◆ **What you are asked to do**:
The word "wraps" marks the lines to report; pull each of them from the listing.

___

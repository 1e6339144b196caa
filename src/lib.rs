//! Error values that remember where they were created, carry free-form labels and
//! can wrap any number of other errors.

mod error;
mod labels;
mod location;
mod report;

pub use error::*;
pub use labels::*;
pub use location::*;
pub use report::*;

pub type Result<T, E = Error> = std::result::Result<T, E>;

/// Creates a plain error from format arguments.
#[macro_export]
macro_rules! format_err {
    ($($arg:tt)*) => {
        $crate::string(format!($($arg)*))
    };
}

/// Returns early with a [`ContextualError`] located at the macro invocation.
#[macro_export]
macro_rules! bail {
    ($msg:expr) => {
        return Err($crate::ContextualError::new(format!($msg)).into());
    };

    ($fmt:expr, $($arg:tt)*) => {
        return Err($crate::ContextualError::new(format!($fmt, $($arg)*)).into());
    };
}

/// Bails with the given message unless `cond` holds.
#[macro_export]
macro_rules! ensure {
    ($cond:expr, $($arg:tt)*) => {
        if !$cond {
            $crate::bail!($($arg)*);
        }
    };
}
use std::fmt::{Debug, Display};

use super::WrappedErrors;
use crate::{Cause, Error, Labelable, Located, Location, Wrappable};

/// An error carrying a message, the location it was created at, a list of labels and
/// optionally the errors that caused it.
///
/// This is a plain value: [`with`](Self::with) and [`wrap`](Self::wrap) hand back a new
/// error, so anyone still holding the previous one never sees the change.
#[derive(Clone)]
pub struct ContextualError {
    message: String,
    wrapped: Option<Error>,
    location: Location,
    labels: Vec<String>,
}

/// Creates a [`ContextualError`] located at the caller and wraps `causes` in it.
#[track_caller]
pub fn new(message: impl Into<String>, causes: impl IntoIterator<Item = Error>) -> Error {
    ContextualError::new(message).wrap(causes).into()
}

impl ContextualError {
    #[track_caller]
    pub fn new(message: impl Into<String>) -> Self {
        Self::at(message, Location::here())
    }

    /// Creates the error with an explicit location instead of the caller's.
    pub fn at(message: impl Into<String>, location: Location) -> Self {
        Self {
            message: message.into(),
            wrapped: None,
            location,
            labels: vec![],
        }
    }

    pub fn message(&self) -> &str {
        &self.message
    }

    /// `None` if no location was captured.
    pub fn location(&self) -> Option<&Location> {
        (!self.location.is_dummy()).then_some(&self.location)
    }

    /// Appends `labels` to the ones already attached.
    pub fn with<I, S>(mut self, labels: I) -> Self
    where
        I: IntoIterator<Item = S>,
        S: Into<String>,
    {
        self.labels.extend(labels.into_iter().map(Into::into));
        self
    }

    pub fn labels(&self) -> &[String] {
        &self.labels
    }

    pub fn labeled_by(&self, label: &str) -> bool {
        self.labels.iter().any(|l| l == label)
    }

    /// Adds `causes` to the errors wrapped by this one.
    pub fn wrap(mut self, causes: impl IntoIterator<Item = Error>) -> Self {
        let causes: Vec<Error> = causes.into_iter().collect();
        if causes.is_empty() {
            return self;
        }
        self.wrapped = Some(match self.wrapped.take() {
            None => Error::from_cause(WrappedErrors::new(causes)),
            Some(wrapped) => crate::wrap(wrapped, causes),
        });
        self
    }

    /// One level of the cause chain. A single wrapped error is handed out directly
    /// rather than through the aggregate holding it.
    pub fn unwrap_cause(&self) -> Option<Error> {
        let wrapped = self.wrapped.as_ref()?;
        match wrapped.downcast_ref::<WrappedErrors>().and_then(WrappedErrors::single) {
            Some(single) => Some(single.clone()),
            None => Some(wrapped.clone()),
        }
    }

    /// True if `target` is a [`ContextualError`] equivalent to this one or to one of
    /// the errors it wraps.
    pub fn is(&self, target: &Error) -> bool {
        let Some(other) = target.downcast_ref::<ContextualError>() else {
            return false;
        };
        self.equivalent(other) || self.wrapped.as_ref().is_some_and(|w| crate::is(w, target))
    }

    /// Same message created at the same file and line. Labels and causes are ignored.
    pub fn equivalent(&self, other: &Self) -> bool {
        self.message == other.message && self.location.same_origin(&other.location)
    }
}

impl Display for ContextualError {
    fn fmt(&self, f: &mut std::fmt::Formatter<'_>) -> std::fmt::Result {
        f.write_str(&self.message)
    }
}

impl Debug for ContextualError {
    fn fmt(&self, f: &mut std::fmt::Formatter<'_>) -> std::fmt::Result {
        f.debug_struct("ContextualError")
            .field("message", &self.message)
            .field("location", &self.location)
            .field("labels", &self.labels)
            .field("wrapped", &self.wrapped.as_ref().map(ToString::to_string))
            .finish()
    }
}

impl std::error::Error for ContextualError {
    fn source(&self) -> Option<&(dyn std::error::Error + 'static)> {
        let wrapped = self.wrapped.as_ref()?;
        let source = wrapped
            .downcast_ref::<WrappedErrors>()
            .and_then(WrappedErrors::single)
            .unwrap_or(wrapped);
        Some(source as &(dyn std::error::Error + 'static))
    }
}

impl Cause for ContextualError {
    fn unwrap_cause(&self) -> Option<Error> {
        ContextualError::unwrap_cause(self)
    }

    /// Only this link. [`crate::is`] walks the causes itself and asks each of them.
    fn is(&self, target: &Error) -> bool {
        target
            .downcast_ref::<ContextualError>()
            .is_some_and(|other| self.equivalent(other))
    }

    fn as_wrappable(&self) -> Option<&dyn Wrappable> {
        Some(self)
    }

    fn as_labelable(&self) -> Option<&dyn Labelable> {
        Some(self)
    }

    fn as_located(&self) -> Option<&dyn Located> {
        Some(self)
    }
}

impl Wrappable for ContextualError {
    fn wrap(&self, causes: Vec<Error>) -> Error {
        ContextualError::wrap(self.clone(), causes).into()
    }
}

impl Labelable for ContextualError {
    fn with(&self, labels: Vec<String>) -> Error {
        ContextualError::with(self.clone(), labels).into()
    }

    fn labels(&self) -> &[String] {
        &self.labels
    }
}

impl Located for ContextualError {
    fn location(&self) -> Option<&Location> {
        ContextualError::location(self)
    }
}
use errwrap::{is, string, unwrap, wrap, ContextualError, Error};

fn main() {
    let disk_full = string("disk full");
    let retry_failed = string("retry failed");
    let root: Error = ContextualError::new("operation X failed").into();
    let wrapped = wrap(root, [disk_full.clone(), retry_failed.clone()]);

    assert_eq!(wrapped.to_string(), "operation X failed");
    assert!(is(&wrapped, &disk_full));
    assert!(is(&wrapped, &retry_failed));

    let causes = unwrap(&wrapped).unwrap();
    assert_eq!(causes.to_string(), "disk full");
    assert!(unwrap(&causes).unwrap().ptr_eq(&retry_failed));
}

___

◆ **Answer box**:
/// Creates a [`ContextualError`] located at the caller and wraps `causes` in it.
    /// the errors it wraps.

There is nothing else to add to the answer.